Hoje é quinta-feira. O dia D. 

Estou zero preparada para isso. Mal consigo visualizar a cena sem sentir vontade de vomitar, então assim... Minhas perspectivas para esse social distancing  não são nada animadoras.

Meu pai para na porta do colégio, me lembra (como se precisasse) que o seu funcionário, aquele tal de Diego, estará em casa por volta as 5 da tarde. Assinto conforme saio do carro. Minhas mãos formigam. 

Aproximo-me da porta do colégio num movimento automático, mal sinto meus pés me arrastando em direção ao corredor principal e lá está ele. Meu príncipe encantado. Meu final-feliz.  

Quando Caio vem em minha direção e toma minha mão na sua, me sinto presa a uma jaula. Mas, nesse caso, eu tenho a chave que abre a porta para a minha liberdade e mesmo assim aqui estou. Engaiolada.

-E aí, amor, tudo certo?- ele me conduz pelos corredores, completamente alheio aos olhares e cochichos.

Achei que há essa altura o povo já teria esquecido o incidente da festa da Bia e minha briga com a Gabi no primeiro dia de aula, mas parece que não. Jesus! Esse colégio tá muito morto. Quase uma semana sem um bafão novo, pela mor né...

É difícil, não vou negar! Tem sido difícil caminhar de queixo erguido e segurar essa barra que é ter perdoado Caio. Se você pensa que é fácil manter a compostura quando todo mundo sabe que você é uma corna, está erradx. Eu te garanto, é um experiência de constante incômodo. 

Sinto os julgamentos no ar, sinto os olhares maldosos, os xingamentos sussurrados. O que todos parecem estar entendendo mal é que: quem me traiu foi ele! Ele me enganou. Ele! Não, eu!

Quem tem que se sentir mal toda vez que entra numa sala ou no banheiro é ele, não eu!

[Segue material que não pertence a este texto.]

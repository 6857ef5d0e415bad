use std::borrow::Cow;
use std::time::Duration;

use schemars::JsonSchema;
use serde::{Deserialize, Serialize};
use serde_json::Value;

use crate::spec::field::{ChoiceOption, Field, FieldNode, FieldType};

/// Kinds of screen in an intake flow.
#[derive(Debug, Clone, Copy, PartialEq, Eq, Serialize, Deserialize, JsonSchema)]
#[serde(rename_all = "snake_case")]
pub enum ScreenType {
    TextInput,
    SingleSelect,
    MultiSelect,
    Composite,
    Consent,
    Terminal,
    Interstitial,
}

impl ScreenType {
    pub fn as_str(&self) -> &'static str {
        match self {
            ScreenType::TextInput => "text_input",
            ScreenType::SingleSelect => "single_select",
            ScreenType::MultiSelect => "multi_select",
            ScreenType::Composite => "composite",
            ScreenType::Consent => "consent",
            ScreenType::Terminal => "terminal",
            ScreenType::Interstitial => "interstitial",
        }
    }

    /// Field type of the implicit field on single-answer screens.
    fn implicit_field_type(&self) -> Option<FieldType> {
        match self {
            ScreenType::TextInput => Some(FieldType::Text),
            ScreenType::SingleSelect => Some(FieldType::SingleSelect),
            ScreenType::MultiSelect => Some(FieldType::MultiSelect),
            _ => None,
        }
    }
}

/// "At most `limit` of `fields` may equal `'yes'`."
#[derive(Debug, Clone, PartialEq, Serialize, Deserialize, JsonSchema)]
pub struct ValidationRule {
    pub fields: Vec<String>,
    pub limit: usize,
    pub error: String,
}

/// Screen-level rules applied on submit.
#[derive(Debug, Clone, PartialEq, Default, Serialize, Deserialize, JsonSchema)]
pub struct ScreenValidation {
    #[serde(default, skip_serializing_if = "Option::is_none")]
    pub max_currently_taking: Option<ValidationRule>,
}

fn default_delay_ms() -> u64 {
    400
}

/// Deferred submit after certain selections.
#[derive(Debug, Clone, PartialEq, Serialize, Deserialize, JsonSchema)]
pub struct AutoAdvance {
    #[serde(default = "default_delay_ms")]
    pub delay_ms: u64,
    /// Values that trigger the advance; empty means any selection.
    #[serde(default, skip_serializing_if = "Vec::is_empty")]
    pub on_values: Vec<String>,
}

impl AutoAdvance {
    pub fn delay(&self) -> Duration {
        Duration::from_millis(self.delay_ms)
    }

    pub fn triggers(&self, value: &Value) -> bool {
        match value {
            Value::Null => false,
            Value::String(text) if text.is_empty() => false,
            Value::Array(items) if items.is_empty() => false,
            _ if self.on_values.is_empty() => true,
            Value::String(text) => self.on_values.contains(text),
            Value::Array(items) => items
                .iter()
                .filter_map(Value::as_str)
                .any(|item| self.on_values.iter().any(|value| value == item)),
            _ => false,
        }
    }
}

fn default_required() -> bool {
    true
}

/// A single screen of the questionnaire.
#[derive(Debug, Clone, PartialEq, Serialize, Deserialize, JsonSchema)]
pub struct ScreenSpec {
    pub id: String,
    #[serde(rename = "type")]
    pub kind: ScreenType,
    #[serde(default, skip_serializing_if = "Option::is_none")]
    pub title: Option<String>,
    #[serde(default, skip_serializing_if = "Option::is_none")]
    pub description: Option<String>,
    /// Answer key of single-answer screens; defaults to the screen id.
    #[serde(default, skip_serializing_if = "Option::is_none")]
    pub field_id: Option<String>,
    #[serde(default = "default_required")]
    pub required: bool,
    #[serde(default, skip_serializing_if = "Vec::is_empty")]
    pub options: Vec<ChoiceOption>,
    #[serde(default, skip_serializing_if = "Vec::is_empty")]
    pub fields: Vec<FieldNode>,
    #[serde(default, skip_serializing_if = "Option::is_none")]
    pub validation: Option<ScreenValidation>,
    #[serde(default, skip_serializing_if = "Option::is_none")]
    pub auto_advance: Option<AutoAdvance>,
}

impl ScreenSpec {
    pub fn new(id: impl Into<String>, kind: ScreenType) -> Self {
        Self {
            id: id.into(),
            kind,
            title: None,
            description: None,
            field_id: None,
            required: true,
            options: Vec::new(),
            fields: Vec::new(),
            validation: None,
            auto_advance: None,
        }
    }

    /// A composite screen over the given fields.
    pub fn composite(id: impl Into<String>, fields: Vec<FieldNode>) -> Self {
        Self {
            fields,
            ..Self::new(id, ScreenType::Composite)
        }
    }

    pub fn answer_key(&self) -> &str {
        self.field_id.as_deref().unwrap_or(&self.id)
    }

    /// The field tree the engine walks for this screen.
    ///
    /// Single-answer screens without explicit fields get one implicit field;
    /// terminal and interstitial screens have none.
    pub fn field_nodes(&self) -> Cow<'_, [FieldNode]> {
        match self.kind {
            ScreenType::Terminal | ScreenType::Interstitial => Cow::Borrowed(&[]),
            kind if self.fields.is_empty() => match kind.implicit_field_type() {
                Some(field_type) => {
                    let mut field = Field::new(self.answer_key(), field_type);
                    field.required = self.required;
                    field.label = self.title.clone();
                    field.options = self.options.clone();
                    Cow::Owned(vec![field.into()])
                }
                None => Cow::Borrowed(&[]),
            },
            _ => Cow::Borrowed(&self.fields),
        }
    }

    pub fn aggregate_rule(&self) -> Option<&ValidationRule> {
        self.validation
            .as_ref()
            .and_then(|validation| validation.max_currently_taking.as_ref())
    }
}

Parece que o mundo está de ponta cabeça, na moral!

Eu nunca gostei de ter pessoas prestando atenção em mim. Inclusive, minha timidez era tamanha que meu pai achou válido me inscrever em aulas de teatro. "Vai lhe fazer bem!", afirmou. "A menina precisa aprender a socializar, Ronie...", minha mãe sorriu e deu de ombros. Não é à toa que no ano seguinte ele se recusou a continuar pagando a escola de artes. Lembro-me perfeitamente daquele dia, minha grande apresentação. O tema da peça era um musical adolescente sobre um casal de jovens que se conhece no colégio; ele é jogador de basquete e ela ótima em ciências, apesar de, aparentemente, não terem nada em comum, os dois descobrem seu amor pela arte juntos e se apaixonam. É lindo, não? É, eu sei!

Na época me lembro que eu gostava da personagem antagonista, que tentava, a todo custo, ser a protagonista, mas falhava miseravelmente. Contudo, por ser extremamente quieta a diretora me colocou em outro papel. Eu e mais uma fomos escaladas para interpretar a garota totalmente na dela que tinha um talento imenso, tocar piano!

Eu, Érica Fernandes, nunca ousei por minhas patinhas em um; vovó me acusaria de heresia se o fizesse! Naturalmente, a outra garota tocava. 

Isso resultou em uma distribuição diferente das falas, para o desgosto de meu pai e vitória silenciosa de mamãe. 

Enfim, lá fui eu! Desbravar o mundo dos palcos... Ou algo do tipo. 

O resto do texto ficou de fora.